To help area healthcare execs and business owners gain perspective on the tumultuous state of healthcare in the U.S., the Greater Miami Chamber of Commerce recently hosted a well-attended luncheon and panel discussion on healthcare.
The event was called “What’s Next After the Supreme Court Rules?” but that moniker’s a bit misleading. Judging from its name, the CareCloud reps that attended the event were expecting it to center on politically divisive arguments for and against the Patient Protection and Affordable Care Act.
Thankfully, that wasn’t the case.
All three of the leaders on the Chamber’s event panel felt favorably toward the healthcare reform legislation. But what made their dialogues truly engaging were their highly informed views on how much more needs to be done from the inside out to improve the healthcare system in America.

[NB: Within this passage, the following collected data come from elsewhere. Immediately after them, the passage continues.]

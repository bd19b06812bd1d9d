//! Collaborator interfaces consumed by the orchestrator.
//!
//! The calculation core never performs I/O. Loading assets, loading the
//! stress dataset and storing results go through these traits so the host
//! application can plug in its own storage.

use crate::core::{AssetContext, AssetId};
use crate::errors::CalcError;
use crate::material::StressTable;
use crate::orchestrator::RiskAssessmentResult;

/// Asset record retrieval keyed by asset identifier.
pub trait AssetSource: Send + Sync {
    fn load(&self, asset_id: &AssetId) -> Result<AssetContext, CalcError>;

    /// Every asset the source knows about, in a stable order.
    fn asset_ids(&self) -> Result<Vec<AssetId>, CalcError>;
}

/// Material/temperature to allowable-stress rows.
pub trait StressDataset {
    fn stress_table(&self) -> Result<StressTable, CalcError>;
}

/// Persistence for finished assessments.
///
/// Results are whole snapshots, so concurrent writes for the same asset may
/// simply let the last one win.
pub trait ResultSink: Send + Sync {
    fn persist(&self, result: &RiskAssessmentResult) -> Result<(), CalcError>;
}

After introductions by the Chamber’s Healthcare Committee Chairman Christopher Dudley, each panelist approached the issue from his own unique perspective. Brian Keeley, President & CEO of Baptist Health South Florida – the region’s largest faith-based, not-for-profit healthcare organization – posed the hospital executive’s point of view.

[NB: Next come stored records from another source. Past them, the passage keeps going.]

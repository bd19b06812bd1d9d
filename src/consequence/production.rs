//! Financial (production-loss) consequence.
//!
//! `FC = FC_cmd + FC_affa + FC_prod + FC_inj + FC_environ`

use super::area::AreaConsequence;
use super::fluid::FluidProperties;
use super::release::{GenericFailureFrequency, HoleSize, ReleaseProfile, RELEASE_DURATION_S};
use crate::core::{AssetContext, ComponentType};
use crate::errors::CalcError;
use serde::{Deserialize, Serialize};

#[derive(Debug, Clone, PartialEq, Serialize, Deserialize)]
pub struct FinancialConsequence {
    pub component_damage_cost: f64,
    pub affected_area_cost: f64,
    pub production_loss_cost: f64,
    pub injury_cost: f64,
    pub environmental_cost: f64,
    pub evaporation_fraction: f64,
    /// Liquid left on the ground after evaporation (m³)
    pub spilled_volume_m3: f64,
}

impl FinancialConsequence {
    pub fn total(&self) -> f64 {
        self.component_damage_cost
            + self.affected_area_cost
            + self.production_loss_cost
            + self.injury_cost
            + self.environmental_cost
    }
}

/// Repair cost per hole size.
fn hole_cost(component: ComponentType, hole: HoleSize) -> f64 {
    let row: [f64; 4] = match component {
        ComponentType::Pipe => [5_000.0, 12_000.0, 20_000.0, 40_000.0],
        ComponentType::Vessel => [10_000.0, 20_000.0, 60_000.0, 100_000.0],
        ComponentType::Tank => [10_000.0, 20_000.0, 60_000.0, 120_000.0],
    };
    row[hole as usize]
}

/// Outage days per hole size.
fn outage_days(component: ComponentType, hole: HoleSize) -> f64 {
    let row: [f64; 4] = match component {
        ComponentType::Pipe => [1.0, 2.0, 3.0, 5.0],
        ComponentType::Vessel => [2.0, 3.0, 3.0, 10.0],
        ComponentType::Tank => [5.0, 10.0, 20.0, 50.0],
    };
    row[hole as usize]
}

fn non_negative(value: f64, input: &str) -> Result<f64, CalcError> {
    if value.is_finite() && value >= 0.0 {
        Ok(value)
    } else {
        Err(CalcError::consequence_input(
            input,
            format!("must be a non-negative number, got {}", value),
        ))
    }
}

pub fn financial_consequence(
    ctx: &AssetContext,
    fluid: &FluidProperties,
    release: &ReleaseProfile,
    gff: &GenericFailureFrequency,
    area: &AreaConsequence,
) -> Result<FinancialConsequence, CalcError> {
    let costs = &ctx.financial;
    let material_factor = non_negative(costs.material_cost_factor, "material_cost_factor")?;
    let equipment_cost = non_negative(costs.equipment_cost_per_m2, "equipment_cost_per_m2")?;
    let outage_multiplier = non_negative(costs.outage_multiplier, "outage_multiplier")?;
    let production_cost = non_negative(costs.production_cost_per_day, "production_cost_per_day")?;
    let population = non_negative(costs.population_density, "population_density")?;
    let injury_unit_cost = non_negative(costs.injury_cost, "injury_cost")?;
    let environmental_unit_cost =
        non_negative(costs.environmental_cost_per_m3, "environmental_cost_per_m3")?;

    let evaporation_fraction = match ctx.service.evaporation_fraction {
        Some(f) if (0.0..=1.0).contains(&f) => f,
        Some(f) => {
            return Err(CalcError::consequence_input(
                "evaporation_fraction",
                format!("must be within 0..=1, got {}", f),
            ))
        }
        None => fluid.default_evaporation_fraction,
    };

    let component = ctx.component;
    let component_damage_cost = gff.weighted(|hole| hole_cost(component, hole)) * material_factor;
    let affected_area_cost = area.component_damage_m2 * equipment_cost;
    let production_loss_cost =
        gff.weighted(|hole| outage_days(component, hole)) * outage_multiplier * production_cost;
    let injury_cost = area.injury_m2() * population * injury_unit_cost;

    let spilled_volume_m3 = if release.gas_release {
        0.0
    } else {
        let inventory = ctx.service.inventory_mass_kg;
        let released_mass = gff.weighted(|hole| {
            let mass = release.rate(hole) * RELEASE_DURATION_S;
            inventory.map_or(mass, |limit| mass.min(limit))
        });
        released_mass * (1.0 - evaporation_fraction) / fluid.liquid_density
    };
    let environmental_cost = spilled_volume_m3 * environmental_unit_cost;

    Ok(FinancialConsequence {
        component_damage_cost,
        affected_area_cost,
        production_loss_cost,
        injury_cost,
        environmental_cost,
        evaporation_fraction,
        spilled_volume_m3,
    })
}
//! Command-line interface for the `rbi` binary.

pub mod args;
pub mod commands;
pub mod setup;

pub use args::{parse_args, Cli, Commands};
pub use commands::{
    handle_assess_command, handle_init_command, handle_stress_command, handle_tmin_command,
    AssessOptions, CommandStatus,
};
pub use setup::{configure_thread_pool, resolve_config};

Patrick J. Geraghty, Chairman & CEO of Florida Blue – the state’s arm of Blue Cross Blue Shield, which covers a third of all Floridians – spoke on behalf of a major insurer.
And Dr. Pedro “Joe” Greer, Assistant Dean for Academic Affairs and Chair of the Department of Humanities, Health and Society at the Florida International University School of Medicine, discussed matters as both a longtime healthcare provider and prominent medical educator.
Despite their varied backgrounds, all three healthcare leaders felt passionately that improving the state of healthcare requires increasing access to care, educating and engaging patients, and implementing a greater focus on prevention, wellness and primary care across the board in order to lower costs.
“The healthcare costs in the United States, in my estimation, are indefensible,” said Mr. Keeley in his introductory remarks. “We are bankrupting the country in no uncertain terms, and from a global economic standpoint, the U.S. can never be competitive unless we get some type of control over this.”
In particular, it was enlightening to learn what forward-thinking steps Florida Blue, under Mr. Geraghty’s guidance, is taking to enhance engagement and get involved with healthcare consumers. The insurer has opened ten Florida Blue retail centers around the state, where they provide in-person service and guidance to customers. At the centers, Florida Blue representatives help patients resolve problem claims, provide on-site health risk assessments and help individuals purchase the right coverage for them.
Geraghty spoke at length about how insurers and healthcare organizations need to achieve greater alignment and work to share an enhanced focus on incentivizing improved patient outcomes.
“Healthcare reform means that everyone has to change,” said Geraghty. “Getting that alignment right is what is really going to change healthcare in this country. The Affordable Care Act is the ‘guidelines and goalposts,’ if you will. The real change has to happen in the community where care gets delivered, where we think about health and wellness.”
Walking away from the event, we can’t say we learned exactly what changes are coming down the pipe for healthcare in America. But we did gain a renewed sense of perhaps what should be next to come – progress toward accessible, team-led care, greater incentivization for personal wellness, and lower costs for all as a result.
Let’s hope that really is “what’s next.”
Thanks to the Miami Chamber for hosting the event and to the panelists for such an insightful talk!